Sadece bir şeyden vazgeçmek bile bu kadar zorken, iki seçeneği birden gözden çıkarmaya cesaret eden olamamıştır bence.

“Korkma bebeğim, hepsinin sonu aynı.
Çok yukarılarda biriymiş, bunları yaptı.”

Şimdi sıra sende bebeğim…
En başa dönelim,
İkinci olsan yoktun. Birinci oldun doğdun.

“Gözyaşları bebeğim, hepsinin sonu aynı.
Birinin eksiği, birinin fazlası.”

Bebektin…
a) Konuşacaktın b) Ağlayacaktın; ağlamayı işaretledin.
Büyüdün sonra…
Başkaları ağlarken konuşmayı seçtin, onları teselli etmeyi sen istedin.
Bazen başkaları konuştu, hem de o kadar ağır konuştular ki; sen ağladın.

Bir dostun oldu ve yine yanında getirdi iki şık.
Ya güvendin, ya güvenmedin. Ortasını bulabildin mi hiç?
c) Hepsi! Diyebildin mi?

O kadar çok şey vardı ki adının şahit olarak yazılabileceği.
Ama sen yalnızca seçtiysen gördün, görmeyi seçtiklerini.
Ya da kafanı bile çeviremedin bakmak istemediklerine.

“Neden soruyorsun? Nereye gidiyorum?
İki yol var demiştin, birinden gidiyorum.”

Bir adam çıktı sonra karşına. Sordular sana -“Onu sevdin mi?”
a) Sevdim b) Sevmedim. Üçüncü bir şık oldu mu? -Asla!

Aşklar yaşadın. Ya gittin ya kaldın bu defa. Bazen bittin! Bazen dirildin!
Neyi yaşadıysan, sen seçtin! Çoktan değil ama…
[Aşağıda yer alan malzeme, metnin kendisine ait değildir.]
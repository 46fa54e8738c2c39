//! Character locomotion on the arena floor.
//!
//! Movement is a small state machine stepped once per tick: walking to a
//! point, following another character, and the two forced moves actions
//! impose (a forward charge and a knockback). While a forced move runs the
//! character cannot act or be steered.

use shared::{EntityId, Vec3};

/// A follower stops this far from the character it follows.
const FOLLOW_STOP_DISTANCE: f32 = 1.0;

///Represents what a character's legs are doing.
#[derive(Debug, Clone, Copy, PartialEq, Default)]
pub enum MovementState {
    #[default]
    Idle,
    PathFollowing {
        destination: Vec3,
    },
    Following {
        target: EntityId,
    },
    Charging {
        direction: Vec3,
        speed: f32,
        until: f32,
    },
    Knockback {
        velocity: Vec3,
        until: f32,
    },
}

#[derive(Debug, Clone)]
pub struct Movement {
    pub state: MovementState,
    /// Walking speed in meters per second.
    pub speed: f32,
}

impl Movement {
    pub fn new(speed: f32) -> Self {
        Self {
            state: MovementState::Idle,
            speed,
        }
    }

    pub fn is_moving(&self) -> bool {
        self.state != MovementState::Idle
    }

    pub fn is_performing_forced_movement(&self) -> bool {
        matches!(
            self.state,
            MovementState::Charging { .. } | MovementState::Knockback { .. }
        )
    }

    pub fn set_destination(&mut self, destination: Vec3) {
        self.state = MovementState::PathFollowing { destination };
    }

    pub fn follow(&mut self, target: EntityId) {
        self.state = MovementState::Following { target };
    }

    pub fn cancel_move(&mut self) {
        self.state = MovementState::Idle;
    }

    pub fn start_forward_charge(&mut self, facing: Vec3, speed: f32, until: f32) {
        self.state = MovementState::Charging {
            direction: facing.flat().normalize(),
            speed,
            until,
        };
    }

    /// Pushes the character directly away from `from`.
    pub fn start_knockback(&mut self, position: Vec3, from: Vec3, speed: f32, until: f32) {
        let mut direction = (position - from).flat().normalize();
        if direction == Vec3::ZERO {
            direction = Vec3::FORWARD;
        }
        self.state = MovementState::Knockback {
            velocity: direction.scale(speed),
            until,
        };
    }

    ///Advances the movement by `dt` seconds.
    /// Returns the new position and facing. `follow_target` is the current
    /// position of the followed character, if there is one.
    pub fn step(
        &mut self,
        position: Vec3,
        facing: Vec3,
        follow_target: Option<Vec3>,
        dt: f32,
        now: f32,
    ) -> (Vec3, Vec3) {
        match self.state {
            MovementState::Idle => (position, facing),
            MovementState::PathFollowing { destination } => {
                let destination = Vec3::new(destination.x, position.y, destination.z);
                let next = position.move_towards(&destination, self.speed * dt);
                if next == destination {
                    self.state = MovementState::Idle;
                }
                (next, Self::face_along(position, next, facing))
            }
            MovementState::Following { .. } => {
                let Some(target) = follow_target else {
                    self.state = MovementState::Idle;
                    return (position, facing);
                };
                let target = Vec3::new(target.x, position.y, target.z);
                let gap = position.distance(&target) - FOLLOW_STOP_DISTANCE;
                if gap <= 0.0 {
                    return (position, Self::face_along(position, target, facing));
                }
                let next = position.move_towards(&target, (self.speed * dt).min(gap));
                (next, Self::face_along(position, target, facing))
            }
            MovementState::Charging {
                direction,
                speed,
                until,
            } => {
                if now >= until {
                    self.state = MovementState::Idle;
                    return (position, facing);
                }
                (position + direction.scale(speed * dt), facing)
            }
            MovementState::Knockback { velocity, until } => {
                if now >= until {
                    self.state = MovementState::Idle;
                    return (position, facing);
                }
                (position + velocity.scale(dt), facing)
            }
        }
    }

    fn face_along(from: Vec3, to: Vec3, fallback: Vec3) -> Vec3 {
        let direction = (to - from).flat().normalize();
        if direction == Vec3::ZERO {
            fallback
        } else {
            direction
        }
    }
}
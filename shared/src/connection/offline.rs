use super::{
    ConnectionContext, ConnectionMethod, ConnectionState, ConnectionStateKind, SceneLoader,
    Transition, Transport, MAIN_MENU_SCENE,
};

/// Nothing running; waiting for the user to host or join.
#[derive(Debug, Default)]
pub(crate) struct OfflineState;

impl<T: Transport, S: SceneLoader> ConnectionState<T, S> for OfflineState {
    fn enter(&mut self, ctx: &mut ConnectionContext<T, S>) -> Transition {
        ctx.transport.shutdown();
        if ctx.scenes.active_scene() != MAIN_MENU_SCENE {
            ctx.scenes.load_scene(MAIN_MENU_SCENE, false);
        }
        None
    }

    fn start_client(
        &mut self,
        ctx: &mut ConnectionContext<T, S>,
        method: Box<dyn ConnectionMethod>,
    ) -> Transition {
        // connecting and reconnecting share the method
        ctx.method = Some(method);
        Some(ConnectionStateKind::ClientConnecting)
    }

    fn start_host(
        &mut self,
        ctx: &mut ConnectionContext<T, S>,
        method: Box<dyn ConnectionMethod>,
    ) -> Transition {
        ctx.method = Some(method);
        Some(ConnectionStateKind::StartingHost)
    }
}
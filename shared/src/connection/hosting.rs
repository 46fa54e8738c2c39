use super::{
    ApprovalRequest, ApprovalResponse, ConnectionContext, ConnectionNotice, ConnectionState,
    ConnectionStateKind, SceneLoader, Transition, Transport, CHAR_SELECT_SCENE,
};
use crate::protocol::{ConnectStatus, ConnectionPayload};
use crate::session::{ClientId, PlayerSessionData};
use log::{debug, error, warn};

/// Host up and accepting players.
#[derive(Debug, Default)]
pub(crate) struct HostingState;

impl HostingState {
    /// First failing check wins.
    fn connect_status<T: Transport, S: SceneLoader>(
        ctx: &ConnectionContext<T, S>,
        payload: &ConnectionPayload,
    ) -> ConnectStatus {
        if ctx.transport.connected_client_ids().len() >= ctx.config.max_connected_players {
            return ConnectStatus::ServerFull;
        }
        if payload.is_debug != ctx.config.is_debug_build {
            return ConnectStatus::IncompatibleBuildType;
        }
        if ctx.sessions.is_duplicate_connection(&payload.player_id) {
            return ConnectStatus::LoggedInAgain;
        }
        ConnectStatus::Success
    }
}

impl<T: Transport, S: SceneLoader> ConnectionState<T, S> for HostingState {
    fn enter(&mut self, ctx: &mut ConnectionContext<T, S>) -> Transition {
        ctx.scenes.load_scene(CHAR_SELECT_SCENE, true);
        None
    }

    fn exit(&mut self, ctx: &mut ConnectionContext<T, S>) {
        ctx.sessions.on_server_ended();
    }

    fn on_client_connected(&mut self, ctx: &mut ConnectionContext<T, S>, client_id: ClientId) -> Transition {
        match ctx.sessions.player_data(client_id) {
            Some(data) => {
                let player_name = data.player_name.clone();
                ctx.notify(ConnectionNotice::PlayerEvent {
                    status: ConnectStatus::Success,
                    player_name,
                });
            }
            None => {
                // approval always registers session data first
                error!("No player data associated with client {}", client_id);
                ctx.transport
                    .disconnect_client(client_id, ConnectStatus::GenericDisconnect);
            }
        }
        None
    }

    fn on_client_disconnected(&mut self, ctx: &mut ConnectionContext<T, S>, client_id: ClientId) -> Transition {
        if client_id == ctx.transport.local_client_id() {
            return None;
        }
        if ctx.sessions.player_id(client_id).is_some() {
            if let Some(data) = ctx.sessions.player_data(client_id) {
                let player_name = data.player_name.clone();
                ctx.notify(ConnectionNotice::PlayerEvent {
                    status: ConnectStatus::GenericDisconnect,
                    player_name,
                });
            }
            ctx.sessions.disconnect_client(client_id);
        }
        None
    }

    fn on_user_requested_shutdown(&mut self, ctx: &mut ConnectionContext<T, S>) -> Transition {
        let local = ctx.transport.local_client_id();
        for client_id in ctx.transport.connected_client_ids().into_iter().rev() {
            if client_id != local {
                ctx.transport
                    .disconnect_client(client_id, ConnectStatus::HostEndedSession);
            }
        }
        Some(ConnectionStateKind::Offline)
    }

    fn on_server_stopped(&mut self, ctx: &mut ConnectionContext<T, S>) -> Transition {
        ctx.publish(ConnectStatus::GenericDisconnect);
        Some(ConnectionStateKind::Offline)
    }

    fn on_transport_failure(&mut self, ctx: &mut ConnectionContext<T, S>) -> Transition {
        ctx.publish(ConnectStatus::GenericDisconnect);
        Some(ConnectionStateKind::Offline)
    }

    fn approval_check(
        &mut self,
        ctx: &mut ConnectionContext<T, S>,
        request: &ApprovalRequest,
    ) -> ApprovalResponse {
        // oversized payloads are refused unread
        if request.payload.len() > ctx.config.max_connect_payload {
            debug!(
                "Refusing client {}: {} byte payload",
                request.client_id,
                request.payload.len()
            );
            return ApprovalResponse::denied(None);
        }

        let payload = match ConnectionPayload::decode(&request.payload) {
            Ok(payload) => payload,
            Err(e) => {
                warn!("Refusing client {}: {}", request.client_id, e);
                return ApprovalResponse::denied(None);
            }
        };

        let status = Self::connect_status(ctx, &payload);
        if status != ConnectStatus::Success {
            debug!("Refusing client {}: {}", request.client_id, status);
            return ApprovalResponse::denied(Some(status));
        }

        ctx.sessions.setup_connecting_player_session_data(
            request.client_id,
            &payload.player_id,
            PlayerSessionData::new(request.client_id, &payload.player_name),
        );
        ApprovalResponse::approved()
    }
}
Sustun, bir daha konuşmayacak gibi…
Durdun öylece, kılın kıpırdamadan.
Bekledin hiç gelmeyecek olanı!

“Birdenbire boşalan yolların ortasındayım.
Hedefler hep çok çok kolay olmuştu.”

Gittin, kalman için yalvaranlar varken. Sevdin yine o en sevilmemesi gerekeni, nefret etmek yerine.
Bu durumlar hep içine düştüklerindi, ama asla payına düşen olmadı!
Tercih ettiğindi tüm bu yaşananlar.
Bunları yaşamak zorunda değildin. Hepsini sen seçtin!
Biliyorsun…

Yalnızlığı seçtiğinde aşık olamadın kimselere…
Aşk’ı yaşarken de bir saniye yalnız kalmak gelemedi bir türlü aklına.
Gülmeyi seçtiğinde kim üzebildi seni?
Kim yaralayabildi? Sen güçlüyüm dediğinde!
Gitmek istediğinde durdurabildiler mi seni?
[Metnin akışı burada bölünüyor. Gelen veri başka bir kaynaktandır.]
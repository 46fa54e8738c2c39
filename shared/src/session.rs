//! Reconnection-aware registry of per-player session data.
//!
//! Players are keyed by a persistent player id chosen by the client; the
//! transient client id assigned by the transport changes on every
//! connection. A player who drops mid-session keeps their record, marked
//! disconnected, so reconnecting with the same player id restores it.
//! Records of players still disconnected when the session ends are purged.

use crate::math::Vec3;
use log::{debug, error};
use std::collections::HashMap;

/// Transport-assigned identifier of one connection.
pub type ClientId = u64;

/// Data the registry can carry across reconnections.
pub trait SessionPlayerData: Clone {
    fn client_id(&self) -> ClientId;
    fn set_client_id(&mut self, client_id: ClientId);
    fn is_connected(&self) -> bool;
    fn set_connected(&mut self, connected: bool);
    /// Resets per-session fields between two sessions.
    fn reinitialize(&mut self);
}

/// What the game keeps about a player between connections.
#[derive(Debug, Clone, PartialEq)]
pub struct PlayerSessionData {
    pub client_id: ClientId,
    pub is_connected: bool,
    pub player_name: String,
    pub position: Vec3,
    pub facing: Vec3,
    pub hit_points: i32,
    pub has_character_spawned: bool,
}

impl PlayerSessionData {
    pub fn new(client_id: ClientId, player_name: &str) -> Self {
        Self {
            client_id,
            is_connected: true,
            player_name: player_name.to_string(),
            position: Vec3::ZERO,
            facing: Vec3::FORWARD,
            hit_points: 0,
            has_character_spawned: false,
        }
    }
}

impl SessionPlayerData for PlayerSessionData {
    fn client_id(&self) -> ClientId {
        self.client_id
    }

    fn set_client_id(&mut self, client_id: ClientId) {
        self.client_id = client_id;
    }

    fn is_connected(&self) -> bool {
        self.is_connected
    }

    fn set_connected(&mut self, connected: bool) {
        self.is_connected = connected;
    }

    fn reinitialize(&mut self) {
        self.has_character_spawned = false;
    }
}

/// Registry mapping player ids to their session data.
///
/// One instance lives as long as the hosting session; the host creates it and
/// hands it to whoever needs it. All access happens on the simulation thread.
pub struct SessionManager<T: SessionPlayerData> {
    client_data: HashMap<String, T>,
    client_id_to_player_id: HashMap<ClientId, String>,
    has_session_started: bool,
}

impl<T: SessionPlayerData> Default for SessionManager<T> {
    fn default() -> Self {
        Self::new()
    }
}

impl<T: SessionPlayerData> SessionManager<T> {
    pub fn new() -> Self {
        Self {
            client_data: HashMap::new(),
            client_id_to_player_id: HashMap::new(),
            has_session_started: false,
        }
    }

    pub fn has_session_started(&self) -> bool {
        self.has_session_started
    }

    /// Handles a client leaving. Before the session starts its data is
    /// dropped; afterwards it is kept, marked disconnected.
    pub fn disconnect_client(&mut self, client_id: ClientId) {
        if self.has_session_started {
            let Some(player_id) = self.client_id_to_player_id.get(&client_id) else {
                return;
            };
            if let Some(data) = self.client_data.get_mut(player_id) {
                if data.client_id() == client_id {
                    data.set_connected(false);
                }
            }
        } else if let Some(player_id) = self.client_id_to_player_id.remove(&client_id) {
            let owned_by_client = self
                .client_data
                .get(&player_id)
                .map_or(false, |data| data.client_id() == client_id);
            if owned_by_client {
                self.client_data.remove(&player_id);
            }
        }
    }

    /// Whether `player_id` is already connected through another client.
    pub fn is_duplicate_connection(&self, player_id: &str) -> bool {
        self.client_data
            .get(player_id)
            .map_or(false, |data| data.is_connected())
    }

    /// Registers a newly approved client.
    ///
    /// A player reconnecting after a drop gets their old record back, only
    /// the client id and connected flag are refreshed; `data` is ignored in
    /// that case. A player who is still connected elsewhere is refused.
    pub fn setup_connecting_player_session_data(&mut self, client_id: ClientId, player_id: &str, data: T) {
        if self.is_duplicate_connection(player_id) {
            error!(
                "Player ID {} already exists. This is a duplicate connection. Rejecting this session data.",
                player_id
            );
            return;
        }

        let record = match self.client_data.get(player_id) {
            Some(existing) if !existing.is_connected() => {
                debug!("Player {} is reconnecting as client {}", player_id, client_id);
                let mut restored = existing.clone();
                restored.set_client_id(client_id);
                restored.set_connected(true);
                restored
            }
            _ => data,
        };

        self.client_id_to_player_id
            .insert(client_id, player_id.to_string());
        self.client_data.insert(player_id.to_string(), record);
    }

    pub fn player_id(&self, client_id: ClientId) -> Option<&str> {
        let player_id = self.client_id_to_player_id.get(&client_id);
        if player_id.is_none() {
            debug!("No client player ID found mapped to the given client ID: {}", client_id);
        }
        player_id.map(String::as_str)
    }

    pub fn player_data(&self, client_id: ClientId) -> Option<&T> {
        let player_id = self.player_id(client_id)?;
        self.player_data_by_player_id(player_id)
    }

    pub fn player_data_by_player_id(&self, player_id: &str) -> Option<&T> {
        let data = self.client_data.get(player_id);
        if data.is_none() {
            debug!("No PlayerData of matching player ID found: {}", player_id);
        }
        data
    }

    pub fn set_player_data(&mut self, client_id: ClientId, data: T) {
        match self.client_id_to_player_id.get(&client_id) {
            Some(player_id) => {
                self.client_data.insert(player_id.clone(), data);
            }
            None => error!("No client player ID found mapped to the given client ID: {}", client_id),
        }
    }

    pub fn on_session_started(&mut self) {
        self.has_session_started = true;
    }

    /// Purges players still disconnected and resets the rest for the next
    /// session.
    pub fn on_session_ended(&mut self) {
        self.clear_disconnected_players_data();
        self.reinitialize_players_data();
        self.has_session_started = false;
    }

    /// Forgets everything; the host is going away.
    pub fn on_server_ended(&mut self) {
        self.client_data.clear();
        self.client_id_to_player_id.clear();
        self.has_session_started = false;
    }

    /// Players with a record, connected or not.
    pub fn player_count(&self) -> usize {
        self.client_data.len()
    }

    fn clear_disconnected_players_data(&mut self) {
        let stale: Vec<ClientId> = self
            .client_id_to_player_id
            .iter()
            .filter(|(_, player_id)| {
                self.client_data
                    .get(*player_id)
                    .map_or(false, |data| !data.is_connected())
            })
            .map(|(client_id, _)| *client_id)
            .collect();

        for client_id in stale {
            if let Some(player_id) = self.client_id_to_player_id.remove(&client_id) {
                let owned_by_client = self
                    .client_data
                    .get(&player_id)
                    .map_or(false, |data| data.client_id() == client_id);
                if owned_by_client {
                    self.client_data.remove(&player_id);
                }
            }
        }
    }

    fn reinitialize_players_data(&mut self) {
        for player_id in self.client_id_to_player_id.values() {
            if let Some(data) = self.client_data.get_mut(player_id) {
                data.reinitialize();
            }
        }
    }
}
//! Server network layer handling UDP communications and game loop coordination

use crate::client_manager::ClientManager;
use crate::game::{GameState, RoundOutcome};
use bincode::{deserialize, serialize};
use log::{debug, error, info, warn};
use shared::action::ActionCatalog;
use shared::connection::{
    ApprovalRequest, ConnectionConfig, ConnectionManager, ConnectionNotice, SceneLoader, Transport,
    MAIN_MENU_SCENE,
};
use shared::{ClientId, ConnectStatus, Packet, DEFAULT_TICK_RATE};
use std::net::SocketAddr;
use std::sync::Arc;
use std::time::{Duration, Instant, SystemTime, UNIX_EPOCH};
use tokio::net::UdpSocket;
use tokio::sync::{mpsc, RwLock};
use tokio::time::interval;

/// Scene the session moves on to once the host is up.
pub const GAME_SCENE: &str = "BossRoom";
/// The host approves itself under this identity.
pub const HOST_PLAYER_ID: &str = "host";
const HOST_PLAYER_NAME: &str = "Host";
/// Client id of the host's own connection.
pub const HOST_CLIENT_ID: ClientId = 0;

/// Host side of the UDP transport.
///
/// Binds the socket when the connection state machine starts the host and
/// hands it over to the [`Server`]'s tasks. Disconnects requested by the
/// state machine are queued; the server delivers them, since only it knows
/// where each client lives.
#[derive(Debug, Default)]
pub struct UdpHostTransport {
    endpoint: Option<(String, u16)>,
    connection_data: Vec<u8>,
    socket: Option<std::net::UdpSocket>,
    running: bool,
    connected: Vec<ClientId>,
    pending_disconnects: Vec<(ClientId, ConnectStatus)>,
}

impl UdpHostTransport {
    pub fn new() -> Self {
        Self::default()
    }

    /// The bound socket, once. `None` before the host started.
    pub fn take_socket(&mut self) -> Option<std::net::UdpSocket> {
        self.socket.take()
    }

    pub fn is_running(&self) -> bool {
        self.running
    }

    pub fn is_connected(&self, client_id: ClientId) -> bool {
        self.connected.contains(&client_id)
    }

    pub fn add_client(&mut self, client_id: ClientId) {
        if self.running && !self.is_connected(client_id) {
            self.connected.push(client_id);
        }
    }

    /// Returns `false` if the client was not connected.
    pub fn remove_client(&mut self, client_id: ClientId) -> bool {
        let before = self.connected.len();
        self.connected.retain(|id| *id != client_id);
        self.connected.len() != before
    }

    pub fn take_disconnects(&mut self) -> Vec<(ClientId, ConnectStatus)> {
        std::mem::take(&mut self.pending_disconnects)
    }
}

impl Transport for UdpHostTransport {
    fn set_connection_data(&mut self, payload: Vec<u8>) {
        self.connection_data = payload;
    }

    fn connection_data(&self) -> &[u8] {
        &self.connection_data
    }

    fn set_endpoint(&mut self, address: &str, port: u16) {
        self.endpoint = Some((address.to_string(), port));
    }

    fn start_client(&mut self) -> bool {
        warn!("The host transport cannot join another host");
        false
    }

    fn start_host(&mut self) -> bool {
        let Some((address, port)) = self.endpoint.clone() else {
            error!("No endpoint set for the host");
            return false;
        };
        let bound = std::net::UdpSocket::bind((address.as_str(), port))
            .and_then(|socket| socket.set_nonblocking(true).map(|()| socket));
        match bound {
            Ok(socket) => {
                self.socket = Some(socket);
                self.running = true;
                self.connected = vec![HOST_CLIENT_ID];
                true
            }
            Err(e) => {
                error!("Failed to bind {}:{}: {}", address, port, e);
                false
            }
        }
    }

    fn shutdown(&mut self) {
        if self.running {
            info!("Host transport shut down");
        }
        self.running = false;
        self.socket = None;
        self.connected.clear();
    }

    fn is_shutdown_in_progress(&self) -> bool {
        false
    }

    fn disconnect_client(&mut self, client_id: ClientId, reason: ConnectStatus) {
        if self.remove_client(client_id) {
            self.pending_disconnects.push((client_id, reason));
        }
    }

    fn connected_client_ids(&self) -> Vec<ClientId> {
        self.connected.clone()
    }

    fn local_client_id(&self) -> ClientId {
        HOST_CLIENT_ID
    }

    fn disconnect_reason(&self) -> Option<ConnectStatus> {
        None
    }
}

/// Tracks the active scene. Networked loads are queued so the server can
/// tell every client to follow.
#[derive(Debug)]
pub struct HostScenes {
    active: String,
    pending: Vec<String>,
}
Söyleyeceklerin vardı hep. Ya sustun, bıçak açmadı ağzını.
Ya da avazın çıktığı kadar bağırdın.
Üçüncü bir seçenek yoktu. Yarım yamalak olmadı hiçbir cümlen.
Kesik kesik fısıldamadın hiçbir şeyi. Ya sustun, ya da haykırdın!
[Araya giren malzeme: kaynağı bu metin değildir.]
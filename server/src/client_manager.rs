//! Address book of the remote clients connected over UDP.
//!
//! The transport-level view of a connection: which socket address a
//! [`ClientId`] maps to and when it was last heard from. Who the player is
//! and what they carry between connections lives in the session registry,
//! not here.

use log::info;
use shared::ClientId;
use std::collections::HashMap;
use std::net::SocketAddr;
use std::time::{Duration, Instant};

/// Silence after which a client is considered gone.
pub const DEFAULT_CLIENT_TIMEOUT: Duration = Duration::from_secs(5);

#[derive(Debug)]
pub struct Client {
    pub id: ClientId,
    pub addr: SocketAddr,
    /// Last time we received any packet from this client
    pub last_seen: Instant,
}

impl Client {
    pub fn new(id: ClientId, addr: SocketAddr) -> Self {
        Self {
            id,
            addr,
            last_seen: Instant::now(),
        }
    }

    pub fn touch(&mut self) {
        self.last_seen = Instant::now();
    }

    pub fn is_timed_out(&self, timeout: Duration) -> bool {
        self.last_seen.elapsed() > timeout
    }
}

/// Connected clients by id, with a hard capacity.
///
/// Ids are handed out before approval so the connection state machine can
/// refer to the candidate; an id is never reused, even if approval fails.
pub struct ClientManager {
    clients: HashMap<ClientId, Client>,
    /// The host's own client is 0, remote clients start at 1
    next_client_id: ClientId,
    max_clients: usize,
    timeout: Duration,
}

impl ClientManager {
    pub fn new(max_clients: usize) -> Self {
        Self::with_timeout(max_clients, DEFAULT_CLIENT_TIMEOUT)
    }

    pub fn with_timeout(max_clients: usize, timeout: Duration) -> Self {
        Self {
            clients: HashMap::new(),
            next_client_id: 1,
            max_clients,
            timeout,
        }
    }

    /// Reserves the id the next connecting client will be known by.
    pub fn allocate_id(&mut self) -> ClientId {
        let id = self.next_client_id;
        self.next_client_id += 1;
        id
    }

    /// Registers an approved client. Returns `false` at capacity.
    pub fn add_client(&mut self, client_id: ClientId, addr: SocketAddr) -> bool {
        if self.clients.len() >= self.max_clients {
            return false;
        }
        info!("Client {} connected from {}", client_id, addr);
        self.clients.insert(client_id, Client::new(client_id, addr));
        true
    }

    pub fn remove_client(&mut self, client_id: &ClientId) -> Option<Client> {
        let client = self.clients.remove(client_id)?;
        info!("Client {} disconnected", client.id);
        Some(client)
    }

    pub fn find_client_by_addr(&self, addr: SocketAddr) -> Option<ClientId> {
        self.clients
            .iter()
            .find(|(_, client)| client.addr == addr)
            .map(|(id, _)| *id)
    }

    pub fn addr_of(&self, client_id: ClientId) -> Option<SocketAddr> {
        self.clients.get(&client_id).map(|client| client.addr)
    }

    /// Records activity from `addr`, returning who it belongs to.
    pub fn touch(&mut self, addr: SocketAddr) -> Option<ClientId> {
        let client = self.clients.values_mut().find(|client| client.addr == addr)?;
        client.touch();
        Some(client.id)
    }

    /// Removes and returns clients that have been silent too long.
    pub fn check_timeouts(&mut self) -> Vec<ClientId> {
        let timed_out: Vec<ClientId> = self
            .clients
            .iter()
            .filter(|(_, client)| client.is_timed_out(self.timeout))
            .map(|(id, _)| *id)
            .collect();

        for client_id in &timed_out {
            self.remove_client(client_id);
        }

        timed_out
    }

    pub fn get_client_addrs(&self) -> Vec<(ClientId, SocketAddr)> {
        self.clients
            .iter()
            .map(|(id, client)| (*id, client.addr))
            .collect()
    }

    pub fn len(&self) -> usize {
        self.clients.len()
    }

    pub fn is_empty(&self) -> bool {
        self.clients.is_empty()
    }
}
“Nereye... Nereye... Nereye gideyim?”

Şimdi dur ve düşün!
İki şık var önünde. Seçimi çok basit!
Neyi yaşamak istiyorsun?
İyiyi mi ? Kötüyü mü?
Acı mı istiyorsun, neşe yerine? - O zaman kıvran dur!
Ya da bırak kahkahalarının yankısından kaçsın onlar!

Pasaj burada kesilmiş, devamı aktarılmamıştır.